22
de julho de 2013 | N° 17499
L.
F. VERISSIMO
Conversões
Ninguém
é mais direitista do que um ex-esquerdista. Talvez porque a desilusão com as
promessas nunca realizadas da esquerda se misture com a necessidade do novo
direitista de exorcizar seu passado, de se autopunir pela sua ingenuidade. Para
repudiar o que era, o ex-esquerdista precisa arrasar o que era.
Como
está também arrasando o seu passado, a sua juventude e o tempo que perdeu
acreditando em coisas como igualdade, solidariedade e a redenção da humanidade,
não admira que sua crítica à esquerda seja tão ácida. Está lamentando a si
mesmo, o que só aumenta sua raiva.
O adágio,
tão repetido, segundo o qual quem não é de esquerda até uma certa idade não tem
coração e quem não é de direita depois não tem cérebro, equipara a migração da
esquerda para a direita como uma conquista da sabedoria.
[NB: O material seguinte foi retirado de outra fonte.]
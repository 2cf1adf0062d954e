//! Quiz items and the fixed question bank shared by every duel.
//!
//! The bank is loaded once at startup, either from a JSON file named by
//! `QUIZ_BANK_PATH` or from the built-in set, and then shared read-only
//! behind an `Arc`. Items are served in file order; there is no shuffling.

use std::path::Path;

use anyhow::{Context, bail};
use serde::{Deserialize, Serialize};

/// A single question with its options and the correct option.
#[derive(Debug, Clone, PartialEq, Eq, Serialize, Deserialize)]
pub struct QuizItem {
    /// Prompt shown to both players.
    pub question: String,
    /// Options in display order.
    pub options: Vec<String>,
    /// The option that scores. Must be one of `options`.
    pub answer: String,
}

impl QuizItem {
    /// Creates an item from string slices.
    #[must_use]
    pub fn new(question: &str, options: &[&str], answer: &str) -> Self {
        Self {
            question: question.to_string(),
            options: options.iter().map(|o| (*o).to_string()).collect(),
            answer: answer.to_string(),
        }
    }

    /// Returns `true` if `answer` is exactly the correct option.
    #[must_use]
    pub fn is_correct(&self, answer: &str) -> bool {
        self.answer == answer
    }
}

/// Ordered, immutable sequence of [`QuizItem`]s.
#[derive(Debug, Clone)]
pub struct QuizBank {
    items: Vec<QuizItem>,
}

impl QuizBank {
    /// Builds a bank from the given items.
    ///
    /// # Errors
    ///
    /// Fails if the list is empty, an item has no options, or an item's
    /// answer is not one of its options.
    pub fn new(items: Vec<QuizItem>) -> anyhow::Result<Self> {
        if items.is_empty() {
            bail!("quiz bank must contain at least one item");
        }
        for (index, item) in items.iter().enumerate() {
            if item.options.is_empty() {
                bail!("quiz item {index} has no options");
            }
            if !item.options.contains(&item.answer) {
                bail!(
                    "quiz item {index}: answer {:?} is not one of its options",
                    item.answer
                );
            }
        }
        Ok(Self { items })
    }

    /// The five questions the game ships with.
    #[must_use]
    pub fn builtin() -> Self {
        Self {
            items: vec![
                QuizItem::new(
                    "What is the capital of France?",
                    &["London", "Berlin", "Paris", "Madrid"],
                    "Paris",
                ),
                QuizItem::new(
                    "Which planet is known as the Red Planet?",
                    &["Venus", "Mars", "Jupiter", "Saturn"],
                    "Mars",
                ),
                QuizItem::new(
                    "What is the capital of China?",
                    &["Tokyo", "Seoul", "Beijing", "Shanghai"],
                    "Beijing",
                ),
                QuizItem::new(
                    "Who painted the Mona Lisa?",
                    &["Van Gogh", "Picasso", "Da Vinci", "Rembrandt"],
                    "Da Vinci",
                ),
                QuizItem::new(
                    "What is the chemical symbol for gold?",
                    &["Ag", "Fe", "Au", "Cu"],
                    "Au",
                ),
            ],
        }
    }

    /// Loads a bank from a JSON array of items.
    ///
    /// # Errors
    ///
    /// Fails if the file cannot be read, is not valid JSON, or does not
    /// pass the checks in [`QuizBank::new`].
    pub fn from_json_file(path: &Path) -> anyhow::Result<Self> {
        let raw = std::fs::read_to_string(path)
            .with_context(|| format!("reading quiz bank {}", path.display()))?;
        let items: Vec<QuizItem> = serde_json::from_str(&raw)
            .with_context(|| format!("parsing quiz bank {}", path.display()))?;
        Self::new(items).with_context(|| format!("validating quiz bank {}", path.display()))
    }

    /// Returns the item for a 0-based round index.
    #[must_use]
    pub fn get(&self, round: usize) -> Option<&QuizItem> {
        self.items.get(round)
    }

    /// Number of rounds in every duel.
    #[must_use]
    pub fn len(&self) -> usize {
        self.items.len()
    }

    /// Always `false` for a bank built through the public constructors.
    #[must_use]
    pub fn is_empty(&self) -> bool {
        self.items.is_empty()
    }

    /// Iterates over the items in round order.
    pub fn iter(&self) -> impl Iterator<Item = &QuizItem> {
        self.items.iter()
    }
}
//! Live duel storage with per-session locking.
//!
//! [`SessionTable`] stores every live duel in a `HashMap` where each entry
//! is individually protected by a [`tokio::sync::Mutex`]. Transitions of one
//! duel are serialized; different duels progress independently.

use std::collections::HashMap;
use std::sync::Arc;

use tokio::sync::{Mutex, RwLock};

use super::duel_session::{DuelSession, SessionSummary};
use super::SessionId;
use crate::error::DuelError;

/// Shared handle to one duel.
pub type SessionHandle = Arc<Mutex<DuelSession>>;

/// Central store for all live duels.
///
/// # Concurrency
///
/// - The outer `RwLock` is only held long enough to clone or remove an
///   entry; it is never held while waiting on a session mutex.
/// - Callers may take the outer lock while holding a session mutex (for
///   example to remove the session they are finishing).
#[derive(Debug, Default)]
pub struct SessionTable {
    sessions: RwLock<HashMap<SessionId, SessionHandle>>,
}

impl SessionTable {
    /// Creates an empty table.
    #[must_use]
    pub fn new() -> Self {
        Self::default()
    }

    /// Inserts a new duel and returns its shared handle.
    ///
    /// # Errors
    ///
    /// Returns [`DuelError::Internal`] if a duel with the same id is already
    /// live (should never happen with UUID v4).
    pub async fn insert(&self, session: DuelSession) -> Result<SessionHandle, DuelError> {
        let session_id = session.session_id;
        let mut map = self.sessions.write().await;
        if map.contains_key(&session_id) {
            return Err(DuelError::Internal(format!(
                "session {session_id} already exists"
            )));
        }
        let handle = Arc::new(Mutex::new(session));
        map.insert(session_id, Arc::clone(&handle));
        Ok(handle)
    }

    /// Returns the shared handle of a live duel.
    ///
    /// # Errors
    ///
    /// Returns [`DuelError::SessionNotFound`] if the duel is not live.
    pub async fn get(&self, session_id: SessionId) -> Result<SessionHandle, DuelError> {
        let map = self.sessions.read().await;
        map.get(&session_id)
            .cloned()
            .ok_or(DuelError::SessionNotFound(session_id))
    }

    /// Removes a duel. Returns `false` if it was not live.
    pub async fn remove(&self, session_id: SessionId) -> bool {
        self.sessions.write().await.remove(&session_id).is_some()
    }

    /// Returns `true` if the duel is live.
    pub async fn contains(&self, session_id: SessionId) -> bool {
        self.sessions.read().await.contains_key(&session_id)
    }

    /// Handles of every live duel.
    pub async fn handles(&self) -> Vec<SessionHandle> {
        self.sessions.read().await.values().cloned().collect()
    }

    /// Summaries of every live duel.
    ///
    /// Duels that are mid-transition are waited for, so call this only from
    /// tasks that hold no session lock.
    pub async fn list(&self) -> Vec<SessionSummary> {
        let handles = self.handles().await;
        let mut summaries = Vec::with_capacity(handles.len());
        for handle in handles {
            summaries.push(handle.lock().await.summary());
        }
        summaries
    }

    /// Number of live duels.
    pub async fn len(&self) -> usize {
        self.sessions.read().await.len()
    }

    /// Returns `true` if no duel is live.
    pub async fn is_empty(&self) -> bool {
        self.sessions.read().await.is_empty()
    }
}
Idealismo, crença em
justiça social etc.seriam coisas que iríamos largando pelo caminho rumo à
maturidade, junto com outras baboseiras juvenis.
Não
se tem notícia de uma migração ao contrário, de direitistas que voltam a ser
esquerdistas, até como uma forma de recuperar a juventude. E esquerdistas que
continuam esquerdistas, apesar de já terem idade para se darem conta do engano,
são alvos prioritários do escárnio dos convertidos. Ainda têm coração os
inocentes.
Os
neoconservadores que levaram a política externa americana a sucessivos desastres
nos últimos anos têm este nome porque muitos deles foram trotskistas na
juventude. Abandonaram o internacionalismo trotskista e inauguraram o
ultranacionalismo do “século americano”, e continuam influentes, mesmo sob o
governo do Obama. Os ex-trotskistas odeiam o que foram um dia e seu
conservadorismo ativo é uma forma de expiação.
Caso
notório de conversão foi a do escritor John dos Passos, ex-comunista e autor de
alguns livros memoráveis de crítica social, que acabou seus dias quase como uma
caricatura de direitista americano, com bandeira na frente da casa e tudo.
Para
quem ainda se considera de esquerda, apesar das desilusões e de um coração
combalido, o rancor dos convertidos tem seu lado positivo. Mostra que a
esquerda ainda existe, logo chateia. Ou chateia, logo existe.